Treatment
精巣には男性ホルモンを分泌する役割と精子を作る役割があり、それぞれ別の細胞によって行われています。男性ホルモンを産生するのがライディヒ細胞、精子をつくるもとになるのが精母細胞です。精巣腫瘍のほとんどは精母細胞から発生します。精母細胞のように生殖に直接関係のある細胞を生殖細胞あるいは胚細胞と呼び、精巣腫瘍は胚細胞腫瘍とも呼ばれます。精巣腫瘍は他の多くのがんと異なり、20歳代後半から30歳代にかけて発症のピークがあり、若年者に多い腫瘍であることが大きな特徴です。
精巣腫瘍の主な症状は、片側の精巣の腫れや硬さの変化です。しかし多くの場合、痛みや発熱がないため、かなり進行しないと気付かないことも少なくありません。また、精巣腫瘍は比較的短期間で転移をきたすため、転移によって起こる症状によって、もともとの病気である精巣腫瘍が診断されることもあります。転移した部位により症状は異なります。例えば、腹部リンパ節への転移の場合では腹部のしこり・腹痛・腰痛などが、肺への転移の場合では息切れ・咳・血痰などが挙げられます。
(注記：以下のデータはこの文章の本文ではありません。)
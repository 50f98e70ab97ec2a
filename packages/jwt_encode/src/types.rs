//! JWT header and token types

use crate::algorithms::SigningMethod;
use serde::{Deserialize, Serialize};

/// JOSE header of an emitted token; fields serialize as `alg`, `typ`
#[derive(Debug, Clone, PartialEq, Eq, Serialize, Deserialize)]
pub struct JwtHeader {
    /// Signature algorithm identifier
    pub alg: String,
    /// Token type, always `JWT`
    pub typ: String,
}

impl JwtHeader {
    /// Header for the given method
    #[must_use]
    pub fn new(method: SigningMethod) -> Self {
        Self {
            alg: method.alg().to_string(),
            typ: "JWT".to_string(),
        }
    }
}

/// Compact serialized token: `header.payload.signature`
#[derive(Debug, Clone, PartialEq, Eq, Hash)]
pub struct JwtToken(pub String);

impl JwtToken {
    /// The three base64url segments, `None` if the token is not three segments
    #[must_use]
    pub fn parts(&self) -> Option<(&str, &str, &str)> {
        let mut segments = self.0.splitn(3, '.');
        let header = segments.next()?;
        let payload = segments.next()?;
        let signature = segments.next()?;
        if signature.contains('.') {
            return None;
        }
        Some((header, payload, signature))
    }

    /// Token text
    #[must_use]
    pub fn as_str(&self) -> &str {
        &self.0
    }

    /// Consume into the token text
    #[must_use]
    pub fn into_string(self) -> String {
        self.0
    }
}

impl From<String> for JwtToken {
    fn from(token: String) -> Self {
        Self(token)
    }
}

impl AsRef<str> for JwtToken {
    fn as_ref(&self) -> &str {
        &self.0
    }
}

impl std::fmt::Display for JwtToken {
    fn fmt(&self, f: &mut std::fmt::Formatter<'_>) -> std::fmt::Result {
        write!(f, "{}", self.0)
    }
}
//! 消费端缓存入口
//!
//! 按 appId 组织 `MicroserviceManager`，订阅汇总层的变化通知，
//! 并按 `instance_pull_interval` 周期性刷新已访问过的服务。

use std::sync::Arc;
use std::time::Duration;

use dashmap::DashMap;
use parking_lot::Mutex;
use tokio::sync::broadcast::{self, error::RecvError};
use tokio::task::JoinHandle;
use tokio_util::sync::CancellationToken;
use tracing::{debug, info, warn};

use super::microservice_manager::MicroserviceManager;
use super::protection::EmptyInstanceProtection;
use super::version_rule::MicroserviceVersionRule;
use crate::discovery::{DiscoveryEvent, InstanceSource, MicroserviceInstance};
use crate::error::Result;

pub struct AppManager {
    source: Arc<dyn InstanceSource>,
    use_up_instances_only: bool,
    protection: Option<EmptyInstanceProtection>,
    apps: DashMap<String, Arc<MicroserviceManager>>,
    cancel: CancellationToken,
    handles: Mutex<Vec<JoinHandle<()>>>,
}

impl AppManager {
    pub fn new(source: Arc<dyn InstanceSource>, use_up_instances_only: bool) -> Self {
        Self {
            source,
            use_up_instances_only,
            protection: None,
            apps: DashMap::new(),
            cancel: CancellationToken::new(),
            handles: Mutex::new(Vec::new()),
        }
    }

    /// 开启空实例保护，对之后创建的服务缓存生效
    pub fn with_empty_instance_protection(mut self, protection: EmptyInstanceProtection) -> Self {
        self.protection = Some(protection);
        self
    }

    pub fn get_or_create_microservice_manager(&self, app_id: &str) -> Arc<MicroserviceManager> {
        self.apps
            .entry(app_id.to_string())
            .or_insert_with(|| {
                Arc::new(
                    MicroserviceManager::new(app_id, self.source.clone(), self.use_up_instances_only)
                        .with_empty_instance_protection(self.protection.clone()),
                )
            })
            .clone()
    }

    pub fn microservice_manager(&self, app_id: &str) -> Option<Arc<MicroserviceManager>> {
        self.apps.get(app_id).map(|m| m.clone())
    }

    /// 获取某个服务在给定版本规则下的缓存
    pub async fn get_or_create_microservice_version_rule(
        &self,
        app_id: &str,
        service_name: &str,
        version_rule: &str,
    ) -> Result<Arc<MicroserviceVersionRule>> {
        let versions = self
            .get_or_create_microservice_manager(app_id)
            .get_or_create_microservice_versions(service_name)
            .await;
        versions.get_or_create_rule(version_rule)
    }

    /// 查询实例；服务在注册中心不存在时返回 `None`
    pub async fn find_service_instances(
        &self,
        app_id: &str,
        service_name: &str,
        version_rule: &str,
    ) -> Result<Option<Vec<MicroserviceInstance>>> {
        let versions = self
            .get_or_create_microservice_manager(app_id)
            .get_or_create_microservice_versions(service_name)
            .await;
        let rule = versions.get_or_create_rule(version_rule)?;
        if versions.is_microservice_not_exist() {
            return Ok(None);
        }
        Ok(Some(rule.instance_list()))
    }

    pub async fn on_instances_changed(&self, app_id: &str, service_name: &str) {
        if let Some(manager) = self.microservice_manager(app_id) {
            manager.pull_instances(service_name, false).await;
        }
    }

    /// 注册中心重连后忽略 revision 全量刷新
    pub async fn on_connection_recovered(&self) {
        self.pull_all(true).await;
    }

    pub async fn pull_all(&self, force: bool) {
        let managers: Vec<Arc<MicroserviceManager>> =
            self.apps.iter().map(|e| e.value().clone()).collect();
        for manager in managers {
            manager.pull_all(force).await;
        }
    }

    pub async fn handle_event(&self, event: DiscoveryEvent) {
        match event {
            DiscoveryEvent::InstancesChanged {
                app_id,
                service_name,
            } => {
                debug!(app_id = %app_id, service_name = %service_name, "Instances changed, pulling");
                self.on_instances_changed(&app_id, &service_name).await;
            }
            DiscoveryEvent::Recovered { registry_name } => {
                info!(registry = %registry_name, "Registry recovered, refreshing all caches");
                self.on_connection_recovered().await;
            }
        }
    }

    /// 启动事件订阅与周期刷新
    pub fn start(
        self: &Arc<Self>,
        events: broadcast::Receiver<DiscoveryEvent>,
        pull_interval: Duration,
    ) {
        let mut handles = self.handles.lock();
        if !handles.is_empty() {
            return;
        }
        handles.push(tokio::spawn(
            self.clone().event_loop(events, self.cancel.child_token()),
        ));
        handles.push(tokio::spawn(
            self.clone().pull_loop(pull_interval, self.cancel.child_token()),
        ));
    }

    pub fn stop(&self) {
        self.cancel.cancel();
        for handle in self.handles.lock().drain(..) {
            handle.abort();
        }
    }

    async fn event_loop(
        self: Arc<Self>,
        mut events: broadcast::Receiver<DiscoveryEvent>,
        cancel: CancellationToken,
    ) {
        loop {
            tokio::select! {
                _ = cancel.cancelled() => break,
                received = events.recv() => match received {
                    Ok(event) => self.handle_event(event).await,
                    Err(RecvError::Lagged(skipped)) => {
                        warn!(skipped, "Discovery events lagged, refreshing all caches");
                        self.pull_all(false).await;
                    }
                    Err(RecvError::Closed) => break,
                },
            }
        }
    }

    async fn pull_loop(self: Arc<Self>, interval: Duration, cancel: CancellationToken) {
        let mut ticker = tokio::time::interval(interval);
        ticker.tick().await;
        loop {
            tokio::select! {
                _ = cancel.cancelled() => break,
                _ = ticker.tick() => self.pull_all(false).await,
            }
        }
    }
}

impl Drop for AppManager {
    fn drop(&mut self) {
        self.cancel.cancel();
    }
}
精巣腫瘍は進行が速く、転移しやすいという特徴があります。そのため、精巣腫瘍が疑われる場合には、まず病気のある側の精巣を摘出する手術を行います(高位精巣摘除術)。病理診断と同時にCT検査などの画像診断によって、腫瘍の種類と病期を確定します。腫瘍がセミノーマであるか非セミノーマであるかによって、その後の治療方針と予後が異なります。